Once again with the Edwards hypothetical; if the presumed nominee implodes from a scandal after securing a majority of delegates (let's say; it's a majority well above the number of supers) but before the convention, the super delegates won't be able to do much poo poo anyway. The pressure will be on the pledged delegates to either dump the presumed nominee or to go through with a suicide candidate. Granted, it doesn't have to be the all of the candidate's delegates, just enough of them to deny the nomination to the person they're pledged to.

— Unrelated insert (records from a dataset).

//! File-based control channel. A directory of small JSON documents an
//! operator edits in place to pause the pipeline, skip files, bump
//! priority, or tune per-file encode parameters — read on demand, with
//! each document's mtime cached so an unmodified file is never re-parsed.

use std::collections::HashMap;
use std::fs;
use std::path::{Path, PathBuf};
use std::time::SystemTime;

use parking_lot::Mutex;
use serde::{Deserialize, Serialize};
use serde_json::Value;
use tracing::{info, warn};

use crate::util::paths_equal;

#[derive(Debug, Clone, Copy, PartialEq, Eq)]
pub enum PauseType {
    All,
    FetchOnly,
    EncodeOnly,
}

impl PauseType {
    fn from_str(s: &str) -> PauseType {
        match s {
            "fetch_only" => PauseType::FetchOnly,
            "encode_only" => PauseType::EncodeOnly,
            _ => PauseType::All,
        }
    }
}

#[derive(Debug, Clone, Default, Serialize, Deserialize)]
pub struct GentleOverride {
    #[serde(default, skip_serializing_if = "Option::is_none")]
    pub cq_offset: Option<i32>,
    #[serde(default, skip_serializing_if = "Option::is_none")]
    pub cq: Option<i32>,
    #[serde(default, skip_serializing_if = "Option::is_none")]
    pub preset: Option<String>,
}

impl GentleOverride {
    /// Resolved per the open question in the design notes: an absolute
    /// `cq` wins over a relative `cq_offset` when both are present.
    pub fn apply_cq(&self, base_cq: i32) -> i32 {
        if let Some(cq) = self.cq {
            cq
        } else if let Some(offset) = self.cq_offset {
            (base_cq + offset).max(1)
        } else {
            base_cq
        }
    }
}

struct CachedFile {
    mtime: SystemTime,
    data: Value,
}

pub struct ControlChannel {
    control_dir: PathBuf,
    staging_dir: PathBuf,
    cache: Mutex<HashMap<PathBuf, CachedFile>>,
}

const ALIASES: &[(&str, &str, &str)] = &[
    ("pause_all.json", "pause.json", "all"),
    ("pause_fetch.json", "pause.json", "fetch_only"),
    ("pause_encode.json", "pause.json", "encode_only"),
];

impl ControlChannel {
    pub fn new(staging_dir: &Path) -> anyhow::Result<Self> {
        let control_dir = staging_dir.join("control");
        fs::create_dir_all(&control_dir)?;
        let channel = ControlChannel {
            control_dir,
            staging_dir: staging_dir.to_path_buf(),
            cache: Mutex::new(HashMap::new()),
        };
        channel.seed_persistent_files()?;
        Ok(channel)
    }

    fn seed_persistent_files(&self) -> anyhow::Result<()> {
        let defaults: &[(&str, Value)] = &[
            (
                "gentle.json",
                serde_json::json!({"paths": {}, "patterns": {}, "default_offset": 0}),
            ),
            ("skip.json", serde_json::json!({"paths": []})),
            ("priority.json", serde_json::json!({"paths": []})),
        ];
        for (name, default) in defaults {
            let path = self.control_dir.join(name);
            if !path.exists() {
                fs::write(&path, serde_json::to_string_pretty(default)?)?;
                info!(file = %name, "created control file with empty defaults");
            }
        }
        Ok(())
    }

    fn find_control_file(&self, canonical_name: &str) -> Option<(PathBuf, Value)> {
        let canonical_path = self.control_dir.join(canonical_name);
        if canonical_path.exists() {
            return Some((canonical_path, Value::Object(Default::default())));
        }
        for (alias, canon, implied_type) in ALIASES {
            if *canon != canonical_name {
                continue;
            }
            let alias_path = self.control_dir.join(alias);
            if alias_path.exists() {
                return Some((alias_path, serde_json::json!({"type": implied_type})));
            }
        }
        None
    }

    fn read_control_file(&self, canonical_name: &str) -> Option<Value> {
        let (path, implicit) = self.find_control_file(canonical_name)?;
        let mtime = fs::metadata(&path).and_then(|m| m.modified()).ok()?;

        {
            let cache = self.cache.lock();
            if let Some(cached) = cache.get(&path) {
                if cached.mtime == mtime {
                    return Some(cached.data.clone());
                }
            }
        }

        let contents = match fs::read_to_string(&path) {
            Ok(c) => c,
            Err(e) => {
                warn!(file = %path.display(), error = %e, "control file unreadable");
                return non_empty_object(&implicit);
            }
        };

        let parsed: Value = if contents.trim().is_empty() {
            Value::Object(Default::default())
        } else {
            match serde_json::from_str(&contents) {
                Ok(v) => v,
                Err(e) => {
                    warn!(file = %path.display(), error = %e, "control file malformed");
                    return non_empty_object(&implicit);
                }
            }
        };

        let merged = merge(parsed, implicit);
        self.cache.lock().insert(path, CachedFile { mtime, data: merged.clone() });
        Some(merged)
    }

    fn pause_file_exists(&self) -> bool {
        self.staging_dir.join("PAUSE").exists()
    }

    fn pause_type(&self) -> Option<PauseType> {
        if self.pause_file_exists() {
            return Some(PauseType::All);
        }
        let pause = self.read_control_file("pause.json")?;
        let type_str = pause.get("type").and_then(Value::as_str).unwrap_or("all");
        Some(PauseType::from_str(type_str))
    }

    /// Blocks, polling every 5 seconds, until the pause clears or
    /// `shutdown` returns true.
    pub fn check_pause<F: Fn() -> bool>(&self, shutdown: F) {
        let Some(pause_type) = self.pause_type() else { return };
        info!(?pause_type, "paused; delete the pause file from control/ to resume");
        while !shutdown() {
            if self.pause_type().is_none() {
                break;
            }
            std::thread::sleep(std::time::Duration::from_secs(5));
        }
        if !shutdown() {
            info!("resumed");
        }
    }

    pub fn is_fetch_paused(&self) -> bool {
        matches!(self.pause_type(), Some(PauseType::All) | Some(PauseType::FetchOnly))
    }

    pub fn is_encode_paused(&self) -> bool {
        matches!(self.pause_type(), Some(PauseType::All) | Some(PauseType::EncodeOnly))
    }

    pub fn should_skip(&self, filepath: &str) -> bool {
        let Some(skip) = self.read_control_file("skip.json") else { return false };
        let Some(paths) = skip.get("paths").and_then(Value::as_array) else { return false };
        paths
            .iter()
            .filter_map(Value::as_str)
            .any(|p| paths_equal(p, filepath))
    }

    pub fn get_gentle_override(&self, filepath: &str) -> Option<GentleOverride> {
        let gentle = self.read_control_file("gentle.json")?;

        if let Some(paths) = gentle.get("paths").and_then(Value::as_object) {
            for (p, overrides) in paths {
                if paths_equal(p, filepath) {
                    return serde_json::from_value(overrides.clone()).ok();
                }
            }
        }

        if let Some(patterns) = gentle.get("patterns").and_then(Value::as_object) {
            let norm = crate::util::normalize_for_compare(filepath);
            for (pattern, overrides) in patterns {
                if let Ok(glob) = glob::Pattern::new(&pattern.to_lowercase()) {
                    if glob.matches(&norm) {
                        return serde_json::from_value(overrides.clone()).ok();
                    }
                }
            }
        }

        let default_offset = gentle.get("default_offset").and_then(Value::as_i64).unwrap_or(0);
        if default_offset != 0 {
            return Some(GentleOverride {
                cq_offset: Some(default_offset as i32),
                cq: None,
                preset: None,
            });
        }

        None
    }

    pub fn get_priority_bumps(&self) -> Vec<String> {
        let Some(priority) = self.read_control_file("priority.json") else { return Vec::new() };
        priority
            .get("paths")
            .and_then(Value::as_array)
            .map(|arr| arr.iter().filter_map(|v| v.as_str().map(str::to_string)).collect())
            .unwrap_or_default()
    }

    /// Drops skip-listed items and moves priority-bumped items to the
    /// front, preserving relative order within each group.
    pub fn apply_queue_overrides<T, F: Fn(&T) -> &str>(&self, queue: Vec<T>, filepath_of: F) -> Vec<T> {
        let filtered: Vec<T> = queue.into_iter().filter(|item| !self.should_skip(filepath_of(item))).collect();

        let bumps = self.get_priority_bumps();
        if bumps.is_empty() {
            return filtered;
        }

        let mut priority_items = Vec::new();
        let mut rest = Vec::new();
        for item in filtered {
            if bumps.iter().any(|b| paths_equal(b, filepath_of(&item))) {
                priority_items.push(item);
            } else {
                rest.push(item);
            }
        }
        if !priority_items.is_empty() {
            info!(count = priority_items.len(), "priority bumped files to front of queue");
        }
        priority_items.into_iter().chain(rest).collect()
    }
}

fn merge(data: Value, implicit: Value) -> Value {
    let mut merged = match data {
        Value::Object(m) => m,
        _ => Default::default(),
    };
    if let Value::Object(implicit_map) = implicit {
        for (k, v) in implicit_map {
            merged.insert(k, v);
        }
    }
    Value::Object(merged)
}

fn non_empty_object(implicit: &Value) -> Option<Value> {
    match implicit {
        Value::Object(m) if !m.is_empty() => Some(implicit.clone()),
        _ => None,
    }
}

#[cfg(test)]
mod tests {
    use super::*;
    use tempfile::tempdir;

    #[test]
    fn seeds_persistent_files() {
        let dir = tempdir().unwrap();
        let _channel = ControlChannel::new(dir.path()).unwrap();
        assert!(dir.path().join("control/skip.json").exists());
        assert!(dir.path().join("control/priority.json").exists());
        assert!(dir.path().join("control/gentle.json").exists());
    }

    #[test]
    fn bare_pause_file_pauses_all() {
        let dir = tempdir().unwrap();
        let channel = ControlChannel::new(dir.path()).unwrap();
        assert!(!channel.is_fetch_paused());
        fs::write(dir.path().join("PAUSE"), "").unwrap();
        assert!(channel.is_fetch_paused());
        assert!(channel.is_encode_paused());
    }

    #[test]
    fn pause_encode_alias_leaves_fetch_running() {
        let dir = tempdir().unwrap();
        let channel = ControlChannel::new(dir.path()).unwrap();
        fs::write(dir.path().join("control/pause_encode.json"), "").unwrap();
        assert!(channel.is_encode_paused());
        assert!(!channel.is_fetch_paused());
    }

    #[test]
    fn skip_list_matches_case_insensitively() {
        let dir = tempdir().unwrap();
        let channel = ControlChannel::new(dir.path()).unwrap();
        fs::write(
            dir.path().join("control/skip.json"),
            r#"{"paths": ["Z:\\Movies\\Foo.mkv"]}"#,
        )
        .unwrap();
        assert!(channel.should_skip(r"z:\movies\foo.mkv"));
        assert!(!channel.should_skip(r"z:\movies\bar.mkv"));
    }

    #[test]
    fn gentle_override_exact_beats_pattern_beats_default() {
        let dir = tempdir().unwrap();
        let channel = ControlChannel::new(dir.path()).unwrap();
        fs::write(
            dir.path().join("control/gentle.json"),
            r#"{
                "paths": {"Z:\\Movies\\Interstellar.mkv": {"cq": 19}},
                "patterns": {"*interstellar*": {"cq_offset": -3}},
                "default_offset": 2
            }"#,
        )
        .unwrap();

        let exact = channel.get_gentle_override(r"Z:\Movies\Interstellar.mkv").unwrap();
        assert_eq!(exact.apply_cq(30), 19);

        let pattern = channel.get_gentle_override(r"Z:\Movies\The Interstellar Sequel.mkv").unwrap();
        assert_eq!(pattern.apply_cq(30), 27);

        let default = channel.get_gentle_override(r"Z:\Movies\Unrelated.mkv").unwrap();
        assert_eq!(default.apply_cq(30), 32);
    }

    #[test]
    fn gentle_override_floors_cq_offset_at_one() {
        let dir = tempdir().unwrap();
        let channel = ControlChannel::new(dir.path()).unwrap();
        fs::write(
            dir.path().join("control/gentle.json"),
            r#"{"paths": {}, "patterns": {}, "default_offset": -50}"#,
        )
        .unwrap();
        let ov = channel.get_gentle_override("anything.mkv").unwrap();
        assert_eq!(ov.apply_cq(10), 1);
    }

    #[test]
    fn priority_bumps_preserve_relative_order() {
        let dir = tempdir().unwrap();
        let channel = ControlChannel::new(dir.path()).unwrap();
        fs::write(
            dir.path().join("control/priority.json"),
            r#"{"paths": ["c", "a"]}"#,
        )
        .unwrap();
        let queue = vec!["a".to_string(), "b".to_string(), "c".to_string()];
        let result = channel.apply_queue_overrides(queue, |s: &String| s.as_str());
        assert_eq!(result, vec!["a", "c", "b"]);
    }
}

The whole entire point of the delegate horse race is to see who passes the majority threshold, to ensure that there is a general understanding that someone "won" the nomination already. If someone clinches the nomination before the convention; it's almost always the case that many of the delegates for the non-winner, both regular and super, vote for the winner on the official convention vote anyway.

In that sense, super delegates are functionally not too different from pledged delegates. Their special ability to "stop" a Democratic version of Trump isn't special. But their existence always adds controversy and a slight whiff of questionable legitimacy to the nomination process.

Edit: Also the "rule" that the supers should always vote for the winner of the majority of pledged delegates was largely an invention of the Sanders campaign so they can stay in the game. This unofficial social contract wasn't really spoken about in 2008; I don't remember it existing. Granted, it's a nice unofficial rule that I don't find disagreeable but it's largely untested since there hasn't been a nomination race that forced the question. The idea is far from settled as Sam Bee has suggested.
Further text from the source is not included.